In order to invest successfully this year, what must be understood and accepted first and foremost is that the world is now in a state of flux for the foreseeable future. There is no going back to the way things were before and just resting there. The pandemic was a historical fault line. That line has been crossed, and there is no traveling back in time. In many obvious ways the world has changed for the worse, but in some key and important ways, believe it or not and whether we can actually see it yet or not, the world has changed for the better. Put in investment terms, the companies that accept this and are ready to change accordingly, they have the best chance of succeeding in the new era.
Take Macau. Morgan Stanley is not very positive, but Macau Secretary for Economy and Finance, Lei Wai Nong is forecasting a strong recovery. To put it dryly, it’s a disagreement between a crony megabank that supposedly is packed with stock picking experts, whose stock is still down 30% from a tech bubble that popped 21 years ago, and Macau’s local government cheerleader. Take your pick on who you are going to believe.
The good news is that the new era has forced Macau casinos to improve efficiency dramatically. Morgan Stanley has pointed out that operating expenses across Macau have dropped by 39% this year, and we can expect casinos to be miserly in stepping up spending again too quickly in a highly uncertain environment like this one. In other words, the competition between Macau casinos has changed from which can grow the fastest in a profligate environment full of junkets, to which can be the most efficiently run in a challenging one where the VIP sector is now a giant question mark.
We should now start to see analyst focus change subtly from cheering on and rewarding high growth numbers, to targeting conservative, responsible management with a clear plan to stay financially lean and healthy. Like a man who has just suffered a massive heart attack and had successful bypass and is now committing to a healthier diet, it’s going to take time, but it’s certainly the right long term direction.
In the short term, unfortunately the trading environment for Macau stocks is one where insiders and the politically connected have the clear advantage over anyone else. This is because the main factor that will influence Macau stocks in the short term is simply government policy. If Beijing decides to let Macau open up and loosen travel restrictions so people can actually go there and, like, gamble, then all Macau stocks will explode higher overnight. This is where insider tracking could come in quite useful, as I would expect a flurry of unusual buying activity in Macau in the lead-up to opening up again.
My guess is a massive jump on such an announcement will be short, followed by a pullback as the new numbers actually start to come in and investors see that the road to real recovery is still long. It could resemble the jump in U..S and U.K. gambling stocks when the Supreme Court struck down the Professional and Amateur Sports Protection Act, and then investors suddenly realized that regrowing an industry is not as simple as just repealing an unconstitutional Act of Congress.
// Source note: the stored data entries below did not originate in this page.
//! Local input capture → remote command translation.
//!
//! The seam a UI shell plugs into: raw pointer/keyboard events from
//! whatever window system displays the picture go in, coordinate-mapped
//! and throttled [`ViewerMessage`] commands come out. Nothing is
//! produced while the host reports remote control disabled, and pointer
//! positions over the letterbox margins map to nothing.

use std::time::Instant;

use castlink_core::{
    InputThrottler, KeyModifier, MouseButton, ScreenSize, SurfaceGeometry, ViewerMessage,
};

/// Raw UI events as a shell delivers them, positions in element pixels.
#[derive(Debug, Clone, PartialEq)]
pub enum RawEvent {
    PointerMove { x: f64, y: f64 },
    Click { button: MouseButton, double: bool },
    ButtonDown { button: MouseButton },
    ButtonUp { button: MouseButton },
    Scroll { delta_y: f64 },
    Key { key: String, modifiers: Vec<KeyModifier> },
    Text { text: String },
}

/// Stateful event translator.
///
/// Tracks the pieces of display geometry as the session learns them
/// (frame dimensions from each frame, host screen size from
/// `capture-status`, the view box from the shell); pointer events only
/// translate once all three are known.
pub struct InputTranslator {
    throttler: InputThrottler,
    view_box: Option<(f64, f64)>,
    frame: Option<(u32, u32)>,
    host: Option<ScreenSize>,
    active: bool,
}

impl InputTranslator {
    pub fn new() -> Self {
        Self {
            throttler: InputThrottler::new(),
            view_box: None,
            frame: None,
            host: None,
            active: false,
        }
    }

    /// Follow the host's `remote-control-status`.
    pub fn set_active(&mut self, active: bool) {
        self.active = active;
    }

    pub fn is_active(&self) -> bool {
        self.active
    }

    /// Displayed bounding box of the picture element.
    pub fn set_view_box(&mut self, width: f64, height: f64) {
        self.view_box = Some((width, height));
    }

    /// Dimensions of the frame currently displayed.
    pub fn set_frame(&mut self, width: u32, height: u32) {
        self.frame = Some((width, height));
    }

    /// Host screen size, from the last `capture-status`.
    pub fn set_host_screen(&mut self, host: ScreenSize) {
        self.host = Some(host);
    }

    fn geometry(&self) -> Option<SurfaceGeometry> {
        let (element_w, element_h) = self.view_box?;
        let (frame_w, frame_h) = self.frame?;
        let host = self.host?;
        Some(SurfaceGeometry {
            element_w,
            element_h,
            frame_w,
            frame_h,
            host,
        })
    }

    /// Translate one raw event into a command to send, if any.
    pub fn translate(&mut self, event: RawEvent, now: Instant) -> Option<ViewerMessage> {
        if !self.active {
            return None;
        }
        match event {
            RawEvent::PointerMove { x, y } => {
                let geometry = self.geometry()?;
                self.throttler.pointer_move(now, x, y, &geometry)
            }
            RawEvent::Click { button, double } => Some(self.throttler.click(button, double)),
            RawEvent::ButtonDown { button } => Some(self.throttler.button_down(button)),
            RawEvent::ButtonUp { button } => Some(self.throttler.button_up(button)),
            RawEvent::Scroll { delta_y } => Some(self.throttler.scroll(delta_y)),
            RawEvent::Key { key, modifiers } => self.throttler.key_press(&key, &modifiers),
            RawEvent::Text { text } => Some(ViewerMessage::TypeText { text }),
        }
    }
}

impl Default for InputTranslator {
    fn default() -> Self {
        Self::new()
    }
}

// ── Tests ────────────────────────────────────────────────────────
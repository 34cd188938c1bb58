//! Configuration for the viewer.

use std::path::Path;

use serde::{Deserialize, Serialize};

/// Top-level configuration loaded from a TOML file.
#[derive(Debug, Clone, Serialize, Deserialize)]
#[serde(default)]
pub struct ViewerConfig {
    /// Connection settings.
    pub connection: ConnectionConfig,
    /// Audio playback settings.
    pub audio: AudioConfig,
    /// Remote control settings.
    pub remote_control: RemoteControlConfig,
    /// Logging settings.
    pub logging: LoggingConfig,
}

/// Connection configuration.
#[derive(Debug, Clone, Serialize, Deserialize)]
#[serde(default)]
pub struct ConnectionConfig {
    /// Host address, `ip:port`.
    pub host: String,
}

/// Audio playback configuration.
#[derive(Debug, Clone, Serialize, Deserialize)]
#[serde(default)]
pub struct AudioConfig {
    /// Play the host's audio stream.
    pub enabled: bool,
}

/// Remote control configuration.
#[derive(Debug, Clone, Serialize, Deserialize)]
#[serde(default)]
pub struct RemoteControlConfig {
    /// Ask the host to enable remote control after connecting.
    pub request_on_connect: bool,
}

/// Logging settings.
#[derive(Debug, Clone, Serialize, Deserialize)]
#[serde(default)]
pub struct LoggingConfig {
    /// Log level: "trace", "debug", "info", "warn", "error".
    pub level: String,
}

// ── Defaults ─────────────────────────────────────────────────────

impl Default for ViewerConfig {
    fn default() -> Self {
        Self {
            connection: ConnectionConfig::default(),
            audio: AudioConfig::default(),
            remote_control: RemoteControlConfig::default(),
            logging: LoggingConfig::default(),
        }
    }
}

impl Default for ConnectionConfig {
    fn default() -> Self {
        Self {
            host: "127.0.0.1:9750".into(),
        }
    }
}

impl Default for AudioConfig {
    fn default() -> Self {
        Self { enabled: true }
    }
}

impl Default for RemoteControlConfig {
    fn default() -> Self {
        Self {
            request_on_connect: false,
        }
    }
}

impl Default for LoggingConfig {
    fn default() -> Self {
        Self {
            level: "info".into(),
        }
    }
}

// ── Loading ──────────────────────────────────────────────────────

impl ViewerConfig {
    /// Load configuration from a TOML file, falling back to defaults.
    pub fn load(path: &Path) -> Self {
        match std::fs::read_to_string(path) {
            Ok(contents) => toml::from_str(&contents).unwrap_or_else(|e| {
                tracing::warn!("invalid config {}: {e}; using defaults", path.display());
                Self::default()
            }),
            Err(_) => {
                tracing::info!("no config at {}; using defaults", path.display());
                Self::default()
            }
        }
    }
}

// ── Tests ────────────────────────────────────────────────────────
Macau has a much better shot of recovering over the long term than the United States though, as it is becoming clearer and clearer that the U.S. is in the advanced stages of social and political decline and even disintegration. Don’t be fooled by seemingly positive news snippets about the legalization of online gaming in this or that U.S. state, such as New York Governor Andrew Cuomo’s recent friendly moves towards legalizing online gambling. Not that these developments aren’t positive – they are. But what must be realized is that they are coming from within the context of fiscal desperation, by State governments that are financial basket cases who have destroyed their local economies through lockdowns and are now experiencing a mass exodus by people voting with their feet and getting out. More people got up and left New York in 2020 than any other State, and I expect that trend to continue as the conditions in urban areas accelerate their decline.
Macau is now in a temporary decline that has a lot to do with needed restructuring in China’s trade and monetary relationship with the United States. It’s not going to be easy. Becoming the world’s leading economic power takes some getting used to before China will get the hang of it, and there are going to be real serious problems. The decline of the junkets and the VIP sector is just one small symptom of this restructuring, and so the investment environment in Macau will continue to be volatile in the medium term. If you want to put money into Macau at this point, the focus should be on specifically Chinese casinos like Galaxy and only long term with the intention of seeing the position through the upcoming tremors, and they are certainly coming. American casinos like Wynn or Las Vegas Sands are too dangerous for a long term hold as the relationship between the U.S. and China continues to break down.
All in all, the world has already changed irrevocably. There is no going back to the way things were. We are already on a new road out of the West and towards the East as economic power is now rapidly shifting. It will not be a straight path, and parts of the transition are going to be scary for many people on both sides of the equation. For those alive to see it though and observe from a safe vantage point on the outside, it is going to be a very dynamic time that most human beings never get to witness.